======== Given records

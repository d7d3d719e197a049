//! # Homework Helper
//!
//! An offline homework-help service for South African Grade 4 to 9 learners.
//!
//! Questions are answered from two local sources: a hand-curated table of
//! CAPS curriculum topics, and a keyword index over PDF textbooks dropped
//! into a library directory. There is no language model; answers are
//! sentences lifted from the textbooks around the best keyword match.
//!
//! ## Architecture
//!
//! ```text
//! ┌────────────┐   ┌─────────────┐   ┌──────────────┐
//! │ PDF folder │──▶│  Extract +  │──▶│ pdf_index    │
//! │            │   │  normalize  │   │ (JSON file)  │
//! └────────────┘   └─────────────┘   └──────┬───────┘
//!                                           │ Arc<Index>
//!                  ┌──────────────┐   ┌─────▼────────┐
//!                  │ CAPS topics  │──▶│   Service    │
//!                  └──────────────┘   └──┬────────┬──┘
//!                                        ▼        ▼
//!                                   ┌───────┐ ┌───────┐
//!                                   │  CLI  │ │ HTTP  │
//!                                   │ (hwh) │ │ (axum)│
//!                                   └───────┘ └───────┘
//! ```
//!
//! ## Quick Start
//!
//! ```bash
//! hwh reindex                                   # index ./pdfs
//! hwh answer "how do plants make food" --grade 7 --subject nst
//! hwh serve                                     # start the HTTP API
//! ```
//!
//! ## Modules
//!
//! | Module | Purpose |
//! |--------|---------|
//! | [`config`] | TOML configuration parsing |
//! | [`error`] | Service error type |
//! | [`models`] | Index and result types |
//! | [`text`] | Whitespace normalization |
//! | [`meta`] | Grade and subject detection from filenames |
//! | [`query`] | Question to keywords and phrases |
//! | [`extract`] | PDF text extraction |
//! | [`index`] | Index build, persistence and snapshot store |
//! | [`retrieval`] | Scoring, ranking and snippets |
//! | [`compose`] | Bulleted answers from snippets |
//! | [`curriculum`] | CAPS topics and resources catalogue |
//! | [`calc`] | Scientific calculator |
//! | [`service`] | The operations behind the CLI and HTTP API |
//! | [`server`] | HTTP server |
//! | [`commands`] | CLI front ends for the service operations |
//! | [`stats`] | Index statistics for `hwh stats` |

pub mod calc;
pub mod commands;
pub mod compose;
pub mod config;
pub mod curriculum;
pub mod error;
pub mod extract;
pub mod index;
pub mod meta;
pub mod models;
pub mod query;
pub mod retrieval;
pub mod server;
pub mod service;
pub mod stats;
pub mod text;
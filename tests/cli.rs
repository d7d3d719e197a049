mod common;

use std::path::Path;
use std::process::Command;
use tempfile::TempDir;

use common::{hwh_binary, setup_library};

fn run_hwh(config_path: &Path, args: &[&str]) -> (String, String, bool) {
    let binary = hwh_binary();
    let output = Command::new(&binary)
        .arg("--config")
        .arg(config_path.to_str().unwrap())
        .args(args)
        .output()
        .unwrap_or_else(|e| panic!("Failed to run hwh binary at {:?}: {}", binary, e));

    let stdout = String::from_utf8_lossy(&output.stdout).to_string();
    let stderr = String::from_utf8_lossy(&output.stderr).to_string();
    (stdout, stderr, output.status.success())
}

#[test]
fn test_reindex_skips_unreadable_pdfs() {
    let (tmp, config_path) = setup_library("127.0.0.1:5000");

    let (stdout, stderr, success) = run_hwh(&config_path, &["reindex"]);
    assert!(success, "reindex failed: stdout={}, stderr={}", stdout, stderr);
    assert!(stdout.contains("Indexed 1 PDF from"), "got: {}", stdout);
    assert!(tmp.path().join("data").join("pdf_index.json").exists());
}

#[test]
fn test_reindex_is_idempotent() {
    let (tmp, config_path) = setup_library("127.0.0.1:5000");
    let index_path = tmp.path().join("data").join("pdf_index.json");

    run_hwh(&config_path, &["reindex"]);
    let first: serde_json::Value =
        serde_json::from_str(&std::fs::read_to_string(&index_path).unwrap()).unwrap();
    run_hwh(&config_path, &["reindex"]);
    let second: serde_json::Value =
        serde_json::from_str(&std::fs::read_to_string(&index_path).unwrap()).unwrap();

    assert_eq!(first["index"], second["index"]);
    assert_eq!(second["index"][0]["file"], "grade7_nst.pdf");
    assert_eq!(second["index"][0]["meta"]["grade"], 7);
    assert_eq!(second["index"][0]["meta"]["subject"], "Natural Sciences");
}

#[test]
fn test_answer_from_indexed_textbook() {
    let (_tmp, config_path) = setup_library("127.0.0.1:5000");
    run_hwh(&config_path, &["reindex"]);

    let (stdout, stderr, success) = run_hwh(
        &config_path,
        &[
            "answer",
            "how do plants make glucose from light",
            "--grade",
            "7",
            "--subject",
            "Natural Sciences",
        ],
    );
    assert!(success, "answer failed: stdout={}, stderr={}", stdout, stderr);
    assert!(stdout.contains("glucose"), "got: {}", stdout);
    assert!(stdout.contains("Sources: grade7_nst.pdf"), "got: {}", stdout);
}

#[test]
fn test_answer_from_caps_topic() {
    let (_tmp, config_path) = setup_library("127.0.0.1:5000");

    let (stdout, _, success) = run_hwh(
        &config_path,
        &["answer", "what does chlorophyll do", "--grade", "7", "--subject", "nst"],
    );
    assert!(success);
    assert!(stdout.starts_with("Chlorophyll\n"), "got: {}", stdout);
    assert!(stdout.contains("Video: https://example.org/chlorophyll"));
}

#[test]
fn test_answer_never_crosses_subjects() {
    let (_tmp, config_path) = setup_library("127.0.0.1:5000");
    run_hwh(&config_path, &["reindex"]);

    let (stdout, _, success) = run_hwh(
        &config_path,
        &["answer", "plants glucose", "--grade", "7", "--subject", "maths"],
    );
    assert!(success);
    assert!(
        stdout.contains("I don't have a textbook loaded for this Grade + Subject yet"),
        "got: {}",
        stdout
    );
}

#[test]
fn test_answer_before_reindex() {
    let (_tmp, config_path) = setup_library("127.0.0.1:5000");

    let (stdout, _, success) = run_hwh(&config_path, &["answer", "photosynthesis"]);
    assert!(success);
    assert!(stdout.contains("add textbooks (PDFs) and reindex"), "got: {}", stdout);
}

#[test]
fn test_answer_rejects_unknown_grade() {
    let (_tmp, config_path) = setup_library("127.0.0.1:5000");

    let (_, stderr, success) = run_hwh(&config_path, &["answer", "cells", "--grade", "12"]);
    assert!(!success);
    assert!(stderr.contains("grade must be between 4 and 9"), "got: {}", stderr);
}

#[test]
fn test_search_lists_matches() {
    let (_tmp, config_path) = setup_library("127.0.0.1:5000");
    run_hwh(&config_path, &["reindex"]);

    let (stdout, _, success) = run_hwh(&config_path, &["search", "green plants"]);
    assert!(success);
    assert!(stdout.contains("Keywords: green, plants"), "got: {}", stdout);
    assert!(stdout.contains("grade7_nst.pdf"), "got: {}", stdout);
}

#[test]
fn test_search_no_results() {
    let (_tmp, config_path) = setup_library("127.0.0.1:5000");
    run_hwh(&config_path, &["reindex"]);

    let (stdout, _, success) = run_hwh(&config_path, &["search", "volcanoes"]);
    assert!(success);
    assert!(stdout.contains("No matches found in your indexed PDFs."));
}

#[test]
fn test_stats_after_reindex() {
    let (_tmp, config_path) = setup_library("127.0.0.1:5000");
    run_hwh(&config_path, &["reindex"]);

    let (stdout, _, success) = run_hwh(&config_path, &["stats"]);
    assert!(success);
    assert!(stdout.contains("Documents:   1"), "got: {}", stdout);
    assert!(stdout.contains("Natural Sciences"));
}

#[test]
fn test_missing_config_uses_defaults() {
    let tmp = TempDir::new().unwrap();
    let output = Command::new(hwh_binary())
        .current_dir(tmp.path())
        .args(["--config", "does-not-exist.toml", "stats"])
        .output()
        .unwrap();
    let stdout = String::from_utf8_lossy(&output.stdout);
    assert!(output.status.success());
    assert!(stdout.contains("Documents:   0"), "got: {}", stdout);
}

#[test]
fn test_invalid_config_errors() {
    let tmp = TempDir::new().unwrap();
    let config_path = tmp.path().join("hwh.toml");
    std::fs::write(
        &config_path,
        "[server]\nbind = \"127.0.0.1:5000\"\n[library]\npdf_dir = \"p\"\nindex_path = \"i.json\"\n[retrieval]\ntop_k = 0\n",
    )
    .unwrap();

    let (_, stderr, success) = run_hwh(&config_path, &["stats"]);
    assert!(!success);
    assert!(stderr.contains("top_k"), "got: {}", stderr);
}

#[test]
fn test_calc() {
    let tmp = TempDir::new().unwrap();
    let config_path = tmp.path().join("unused.toml");

    let (stdout, _, success) = run_hwh(&config_path, &["calc", "2*(3+4)"]);
    assert!(success);
    assert_eq!(stdout.trim(), "14");

    let (stdout, _, success) = run_hwh(&config_path, &["calc", "sin(30)"]);
    assert!(success);
    assert_eq!(stdout.trim(), "0.5");

    let (stdout, _, success) = run_hwh(&config_path, &["calc", "cos(0)", "--rad"]);
    assert!(success);
    assert_eq!(stdout.trim(), "1");
}

#[test]
fn test_calc_rejects_malformed_expression() {
    let tmp = TempDir::new().unwrap();
    let (_, stderr, success) = run_hwh(&tmp.path().join("unused.toml"), &["calc", "(1+2"]);
    assert!(!success);
    assert!(stderr.contains("mismatched parentheses"), "got: {}", stderr);
}

#[test]
fn test_completions() {
    let tmp = TempDir::new().unwrap();
    let (stdout, _, success) = run_hwh(&tmp.path().join("unused.toml"), &["completions", "bash"]);
    assert!(success);
    assert!(stdout.contains("hwh"));
}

================

| Task |
Filter the records for the string "models" and copy every line that holds it.

| Reply |
//! | [`models`] | Index and result types |
pub mod models;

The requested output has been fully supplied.